Joe had been around long enough to know exactly what was happening. Pope could not appear to have a public vendetta against Joe, especially because Joe’s star had risen over the past few years in certain quarters.

But Pope was a master of the bureaucratic Death of a Thousand Cuts, the slow, steady, petty, and maddening procedure—misplaced requests, unreturned phone calls, lost insurance and reimbursement claims, blizzards of busywork—designed to drive an employee out of a state or federal agency. And with Pope, Joe knew it was personal.

“DAD!”

Joe realized Sheridan was talking to him. “What?”

“How can he tune out like that?” Julie asked Sheridan, as if Joe weren’t in the cab.

“I don’t know. It’s amazing, isn’t it?” Then: “Dad, are we going to stop and feed Nate’s birds? I want to show Julie the falcons.”

“I already fed them today,” he said.

“Darn.”

Joe slowed and turned onto a dirt road from the highway beneath a massive elk-antler arch with a sign hanging from chains that read:

THUNDERHEAD RANCHES, EST. 1883.

THE SCARLETTS

OPAL

ARLEN

HANK

WYATT

Julie said, “My grandma says someday my name is going to be on that sign.”

“Cool,” Sheridan replied.

Joe had heard Julie say that before.

EVEN THOUGH JOE had seen the Thunderhead Ranch in bits and pieces over the years, he was still amazed by its magnificence. There were those, he knew, who would drive the scores of old two-tracks on the ranch and look around and see miles and miles of short grass, sagebrush, and rolling hills and compare the place poorly with much more spectacular alpine country. Sure, the river bottom was lush and the foothills rose in a steady march toward the Bighorns and were dotted with trees, but the place wouldn’t pop visually for some because it was just so open, so big, so sprawling. But that was the thing. Because of the river, because of the confluence of at least five significant creeks that coursed through the property and poured into the Twelve Sleep River, because of the optimum diversification of landscape within a thousand square miles, and the vast meadows of thick, nutrient-enriched grass, the Thunderhead was the perfect cattle ranch. Joe had once heard a longtime rancher and resident of the county, Herbert Klein, say that if aliens landed and demanded to see a dog he would show them a Labrador, and if they demanded to see a ranch, he would skip his own and show them the Thunderhead.

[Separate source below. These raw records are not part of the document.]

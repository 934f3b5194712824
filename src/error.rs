use std::path::PathBuf;

use axum::http::StatusCode;
use axum::response::{IntoResponse, Response};
use thiserror::Error;

#[derive(Debug, Error)]
pub enum ServiceError {
    #[error("checkpoint not found or unreadable: {}", .0.display())]
    CheckpointNotFound(PathBuf),
    #[error("vocabulary not found or unreadable: {}", .0.display())]
    VocabularyNotFound(PathBuf),
    #[error("checkpoint error: {0}")]
    Checkpoint(String),
    #[error("configuration error: {0}")]
    Config(String),
    #[error("invalid argument: {0}")]
    InvalidArgument(String),
    #[error("prompt too long: input of {sequence_tokens} tokens including the start marker, model context is {max_seq_len}")]
    PromptTooLong {
        sequence_tokens: usize,
        max_seq_len: usize,
    },
    #[error("generation cancelled")]
    Cancelled,
    #[error("generation timed out")]
    TimedOut,
    #[error("server is shutting down")]
    Unavailable,
    #[error("tokenizer error: {0}")]
    Tokenizer(String),
    #[error("model execution failed: {0}")]
    Inference(String),
    #[error("io error: {0}")]
    Io(#[from] std::io::Error),
}

impl ServiceError {
    /// Stable machine-readable code shared by both transports.
    pub fn code(&self) -> &'static str {
        match self {
            ServiceError::InvalidArgument(_) => "invalid_argument",
            ServiceError::PromptTooLong { .. } => "prompt_too_long",
            ServiceError::Cancelled => "cancelled",
            ServiceError::TimedOut => "timed_out",
            ServiceError::Unavailable => "busy",
            _ => "internal",
        }
    }

    pub fn is_internal(&self) -> bool {
        self.code() == "internal"
    }

    /// Message safe to show a client. Internal failures are never described.
    pub fn public_message(&self) -> String {
        if self.is_internal() {
            "internal error".to_string()
        } else {
            self.to_string()
        }
    }
}

#[cfg(feature = "tch-backend")]
impl From<tch::TchError> for ServiceError {
    fn from(err: tch::TchError) -> Self {
        ServiceError::Inference(err.to_string())
    }
}

impl IntoResponse for ServiceError {
    fn into_response(self) -> Response {
        let status = match self {
            ServiceError::InvalidArgument(_) | ServiceError::PromptTooLong { .. } => {
                StatusCode::BAD_REQUEST
            }
            ServiceError::Cancelled | ServiceError::TimedOut => StatusCode::REQUEST_TIMEOUT,
            ServiceError::Unavailable => StatusCode::SERVICE_UNAVAILABLE,
            _ => StatusCode::INTERNAL_SERVER_ERROR,
        };

        if self.is_internal() {
            tracing::error!(error = %self, "request failed");
        }

        let body = serde_json::json!({
            "error": self.public_message(),
            "code": self.code(),
        });

        (status, axum::Json(body)).into_response()
    }
}

impl From<ServiceError> for tonic::Status {
    fn from(err: ServiceError) -> Self {
        if err.is_internal() {
            tracing::error!(error = %err, "rpc failed");
        }
        let message = err.public_message();
        match err {
            ServiceError::InvalidArgument(_) | ServiceError::PromptTooLong { .. } => {
                tonic::Status::invalid_argument(message)
            }
            ServiceError::Cancelled => tonic::Status::cancelled(message),
            ServiceError::TimedOut => tonic::Status::deadline_exceeded(message),
            ServiceError::Unavailable => tonic::Status::unavailable(message),
            _ => tonic::Status::internal(message),
        }
    }
}
//! gRPC surface (`llm.LLMService`).

use tonic::{Request, Response, Status};
use tracing::debug;

use crate::{model::GenerationRequest, service::CompletionService};

pub mod proto {
    tonic::include_proto!("llm");
}

pub use proto::llm_service_server::LlmServiceServer;
use proto::{GenerateRequest, GenerateResponse, HealthRequest, HealthResponse};

pub struct RpcService {
    service: CompletionService,
}

impl RpcService {
    pub fn new(service: CompletionService) -> Self {
        Self { service }
    }

    pub fn into_server(self) -> LlmServiceServer<Self> {
        LlmServiceServer::new(self)
    }
}

impl From<GenerateRequest> for GenerationRequest {
    fn from(req: GenerateRequest) -> Self {
        GenerationRequest {
            prompt: req.prompt,
            temperature: req.temperature.map(f64::from),
            max_new_tokens: req.max_new_tokens.map(i64::from),
            top_k: req.top_k.map(i64::from),
            seed: req.seed,
        }
    }
}

#[async_trait::async_trait]
impl proto::llm_service_server::LlmService for RpcService {
    async fn generate(
        &self,
        request: Request<GenerateRequest>,
    ) -> Result<Response<GenerateResponse>, Status> {
        let result = self.service.complete(request.into_inner().into()).await?;
        debug!(
            generated = result.generated_tokens,
            stop = ?result.stop_reason,
            "rpc generate"
        );
        Ok(Response::new(GenerateResponse {
            response: result.text,
        }))
    }

    async fn health(
        &self,
        _request: Request<HealthRequest>,
    ) -> Result<Response<HealthResponse>, Status> {
        Ok(Response::new(HealthResponse {
            status: "healthy".to_string(),
        }))
    }
}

It was also an ideal ranch for wildlife, which posed an opportunity for Hank, who ran an exclusive hunting business, and a problem for Joe Pickett.

“Look,” Sheridan said, sitting up.

A herd of pronghorn antelope, a liquid flow of brown and white, streamed over a knoll ahead of them and to the right, raising dust and heading for a collision with the pickup.

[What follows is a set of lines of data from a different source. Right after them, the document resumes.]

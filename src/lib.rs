pub mod config;
pub mod engine;
pub mod error;
pub mod model;
pub mod rpc;
pub mod sampling;
pub mod server;
pub mod service;
pub mod state;
pub mod tokenizer;

pub use config::AppConfig;
pub use error::ServiceError;
pub use model::{GenerationRequest, GenerationResponse, LanguageModel, ModelConfig};
pub use rpc::RpcService;
pub use server::build_router;
pub use service::CompletionService;
pub use state::{ServingState, StateOptions};
pub use tokenizer::TokenizerAdapter;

“They don’t see us yet,” Joe said, marveling, as always, at the graceful but raw speed of the antelope, the second-fastest mammal on earth.

When the lead animals noticed the green Wyoming Game and Fish pickup, they didn’t stop or panic but simply turned ninety degrees, not breaking stride, their stream bending away from the road. Joe noted how Sheridan sucked in her breath in absolute awe as the herd drew parallel with the pickup—the bucks, does, and fawns glancing over at her—and then the entire herd accelerated and veered back toward the knoll they had appeared from.